Uma nova análise do Aberdeen Group, com base em dados fornecidos pela Verizon, oferece novas evidências que quantificam o custo do tempo em dois tipos de incidente diferentes: comprometimentos de dados e interrupção sustentada na disponibilidade dos serviços. Essas conclusões acentuam a urgência que os agentes de segurança cibernética têm para minimizar a detecção e o tempo de contenção.
De acordo com o relatório da Aberdeen encomendado pela McAfee, Cybersecurity: For Defenders, It’s About Time (Segurança Cibernética: para os defensores, é uma questão de tempo), o impacto de uma quebra de sigilo de dados nos negócios é maior no início da exploração, quando os registros são comprometidos. Faz sentido, pois os atacantes querem entrar e sair com as mercadorias (seus dados) no menor tempo possível. A maioria dos agentes está agindo somente após o ataque, quando a maior parte dos danos já foi feita.
No entanto, em contraste, o impacto nos negócios de uma interrupção continuada na disponibilidade continua a crescer do momento do comprometimento ao momento da correção. O dobro de melhoria no seu tempo de detectar e reagir a um ataque é igual a um impacto aproximadamente 70% menor nos negócios.

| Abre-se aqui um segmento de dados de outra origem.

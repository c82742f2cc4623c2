//! Capability contracts for the external collaborators of the
//! recommendation core.
//!
//! Each store is an abstract interface with swappable implementations
//! (Postgres/Redis in production, in-memory fakes or mockall mocks in
//! tests), so the core never depends on live infrastructure.

use std::collections::HashMap;

use uuid::Uuid;

use crate::error::AppResult;
use crate::models::{Context, Product, Recommendation, UserInteraction, UserProfile, UserSegment};

pub mod postgres;
pub mod redis_cache;

pub use postgres::{PgInteractionStore, PgProductStore, PgUserProfileStore};
pub use redis_cache::{CacheKey, RedisRecommendationCache};

/// Read/write contract over the product catalog
#[cfg_attr(test, mockall::automock)]
#[async_trait::async_trait]
pub trait ProductStore: Send + Sync {
    async fn get_product(&self, id: Uuid) -> AppResult<Option<Product>>;

    /// All products in a category; an unknown category yields an empty set,
    /// never an error.
    async fn get_products_by_category(&self, category_id: Uuid) -> AppResult<Vec<Product>>;

    /// Top `limit` currently trending products for the given context,
    /// ordered by descending popularity.
    async fn get_popular_products(&self, context: &Context, limit: i64)
        -> AppResult<Vec<Product>>;

    async fn save_product(&self, product: &Product) -> AppResult<()>;

    async fn get_all_products(&self) -> AppResult<Vec<Product>>;
}

/// Append-only log of user activity
#[cfg_attr(test, mockall::automock)]
#[async_trait::async_trait]
pub trait InteractionStore: Send + Sync {
    async fn save_interaction(&self, interaction: &UserInteraction) -> AppResult<()>;

    async fn get_user_interactions(
        &self,
        user_id: i64,
        limit: i64,
    ) -> AppResult<Vec<UserInteraction>>;

    /// Users who interacted with the given product, keyed by user id with
    /// co-occurrence counts.
    async fn get_product_associations(
        &self,
        product_id: Uuid,
        limit: i64,
    ) -> AppResult<HashMap<i64, i64>>;
}

/// TTL-bounded per-user recommendation cache
#[cfg_attr(test, mockall::automock)]
#[async_trait::async_trait]
pub trait RecommendationCache: Send + Sync {
    /// Returns the cached set, or `None` when absent or expired
    async fn get(&self, user_id: i64) -> AppResult<Option<Vec<Recommendation>>>;

    async fn set(
        &self,
        user_id: i64,
        recommendations: &[Recommendation],
        ttl_seconds: u64,
    ) -> AppResult<()>;

    async fn invalidate(&self, user_id: i64) -> AppResult<()>;
}

/// User profile store, a reserved extension point for segmentation
#[cfg_attr(test, mockall::automock)]
#[async_trait::async_trait]
pub trait UserProfileStore: Send + Sync {
    async fn get_profile(&self, user_id: i64) -> AppResult<Option<UserProfile>>;

    async fn save_profile(&self, profile: &UserProfile) -> AppResult<()>;

    async fn update_segment(&self, user_id: i64, segment: UserSegment) -> AppResult<()>;
}
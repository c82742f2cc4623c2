use redis::Client;

/// Creates a Redis client for the recommendation cache
///
/// Connections are multiplexed per call site via the connection-manager
/// feature; TTL enforcement lives entirely in Redis.
pub fn create_redis_client(redis_url: &str) -> anyhow::Result<Client> {
    let client = Client::open(redis_url)?;
    Ok(client)
}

O Relatório conclui que o tempo de detecção continua sendo um grande desafio para os defensores que reagem aos ataques cibernéticos, colocando as empresas em risco. O estudo discute que em mais de 1300 quebras de sigilo de dados, investigadas entre 2014 e 2016, metade das detecções levou até 38 dias, com uma média de 210 dias, tendo alguns incidentes levado até quatro anos.

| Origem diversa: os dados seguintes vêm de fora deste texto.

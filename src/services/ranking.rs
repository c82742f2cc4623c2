use std::collections::HashSet;

use crate::models::Recommendation;

/// Maximum size of a returned recommendation set
pub const MAX_RESULTS: usize = 10;

/// Merges candidates into the final ranked list
///
/// Input order is the fixed generator concatenation order (seasonal,
/// time-based, popularity). Duplicates are resolved first-seen-wins, so a
/// product surfaced by two generators keeps the earlier generator's score
/// and reason. The surviving set is stable-sorted by score descending and
/// truncated to `MAX_RESULTS`.
pub fn dedupe_and_rank(candidates: Vec<Recommendation>) -> Vec<Recommendation> {
    let mut seen = HashSet::new();
    let mut unique: Vec<Recommendation> = candidates
        .into_iter()
        .filter(|rec| seen.insert(rec.product_id))
        .collect();

    unique.sort_by(|a, b| b.score.partial_cmp(&a.score).unwrap_or(std::cmp::Ordering::Equal));
    unique.truncate(MAX_RESULTS);

    unique
}
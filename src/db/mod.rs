pub mod postgres;
pub mod redis;

pub use postgres::create_pool;
pub use redis::create_redis_client;
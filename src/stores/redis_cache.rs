use std::fmt::Display;

use redis::{AsyncCommands, Client};

use crate::error::{AppError, AppResult};
use crate::models::Recommendation;
use crate::stores::RecommendationCache;

#[derive(Debug, Clone, PartialEq, Eq, Hash)]
pub enum CacheKey {
    Recommendations(i64),
}

impl Display for CacheKey {
    fn fmt(&self, f: &mut std::fmt::Formatter<'_>) -> std::fmt::Result {
        match self {
            CacheKey::Recommendations(user_id) => write!(f, "recs:{}", user_id),
        }
    }
}

/// Redis-backed recommendation cache
///
/// Stores each user's ranked list as a JSON value under `recs:{user_id}`
/// with expiry enforced by Redis (`SET ... EX ttl`). Writes are awaited,
/// not fire-and-forget: the orchestrator treats a failed write as fatal.
#[derive(Clone)]
pub struct RedisRecommendationCache {
    client: Client,
}

impl RedisRecommendationCache {
    pub fn new(client: Client) -> Self {
        Self { client }
    }
}

#[async_trait::async_trait]
impl RecommendationCache for RedisRecommendationCache {
    async fn get(&self, user_id: i64) -> AppResult<Option<Vec<Recommendation>>> {
        let key = CacheKey::Recommendations(user_id);
        let mut conn = self.client.get_multiplexed_async_connection().await?;

        let cached: Option<String> = conn.get(key.to_string()).await?;

        match cached {
            Some(json) => {
                let recommendations = serde_json::from_str(&json).map_err(|e| {
                    AppError::Internal(format!("Cache deserialization error: {}", e))
                })?;
                Ok(Some(recommendations))
            }
            None => Ok(None),
        }
    }

    async fn set(
        &self,
        user_id: i64,
        recommendations: &[Recommendation],
        ttl_seconds: u64,
    ) -> AppResult<()> {
        let key = CacheKey::Recommendations(user_id);
        let json = serde_json::to_string(recommendations)
            .map_err(|e| AppError::Internal(format!("Cache serialization error: {}", e)))?;

        let mut conn = self.client.get_multiplexed_async_connection().await?;
        let _: () = conn.set_ex(key.to_string(), json, ttl_seconds).await?;

        tracing::debug!(user_id, ttl = ttl_seconds, "Cached recommendations");

        Ok(())
    }

    async fn invalidate(&self, user_id: i64) -> AppResult<()> {
        let key = CacheKey::Recommendations(user_id);
        let mut conn = self.client.get_multiplexed_async_connection().await?;
        let _: () = conn.del(key.to_string()).await?;

        tracing::debug!(user_id, "Invalidated cached recommendations");

        Ok(())
    }
}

Esses dados mostram que os agentes de segurança cibernética podem melhorar sua capacidade de proteger o valor comercial se puderem implementar estratégias que priorizem mais rapidez na detecção, na investigação e na resposta a incidentes.
Recomendações
No estudo, o Aberdeen Group apresenta quatro exemplos ilustrativos de como a recaptura da vantagem do tempo pode ajudar os defensores a reduzir o risco, com sugestões de medidas e estratégias. Alguns destaques incluem o uso das tecnologias mais recentes de identificação e contenção:
– Antes do dia zero: identificação (por exemplo, por meio de reputação, heurística e aprendizado de máquina). Os atacantes têm se tornado cada vez mais hábeis em transformar o rastro do código malicioso para escapar das defesas tradicionais baseadas em assinatura. Mas a análise de pré-execução avançada dos recursos do código, combinada com a análise em tempo real dos comportamentos do código, tem sido usada para identificar malwares antes desconhecidos sem o uso de assinaturas, antes de eles terem oportunidade de executar.
– Após a identificação: contenção (por exemplo, por meio de proteção por aplicativos dinâmicos e inteligência agregada em campanhas ativas contra ameaças). Os recursos avançados de defesa de endpoints já permitem que códigos potencialmente maliciosos sejam carregados para a memória – mas impedindo-os de fazer alterações no sistema, de se espalhar para outros sistemas ou de realizar outros comportamentos tipicamente maliciosos. Essa abordagem oferece proteção imediata e ganha tempo para a inteligência – coleta e análise – sem interromper a produtividade do usuário.
Em data center e segurança na nuvem, algumas das táticas de endpoint acima podem ser aplicadas a cargas de trabalho virtuais e do servidor para proteger contra explorações conhecidas e desconhecidas. O Aberdeen Group também sugere que é possível melhorar os resultados por meio de táticas de patches virtuais e blindagem. Esse conceito já existe há anos, mas é especialmente útil quando recursos são centralizados.
– Patches virtuais: Às vezes conhecidos como patches externos ou blindagem de vulnerabilidade – estabelece uma política que é externa aos recursos sendo protegidos, para identificar e interceptar explorações de vulnerabilidades antes que alcancem o alvo pretendido. Dessa forma, não são necessárias modificações diretas nos recursos sendo protegidos e as atualizações podem ser automatizadas e constantes.
– Pontos de imposição estratégicos: Projete usando menos pontos de imposição de política (isto é, em alguns pontos na rede empresarial, em vez de aplicar patches de fornecedores em todo sistema).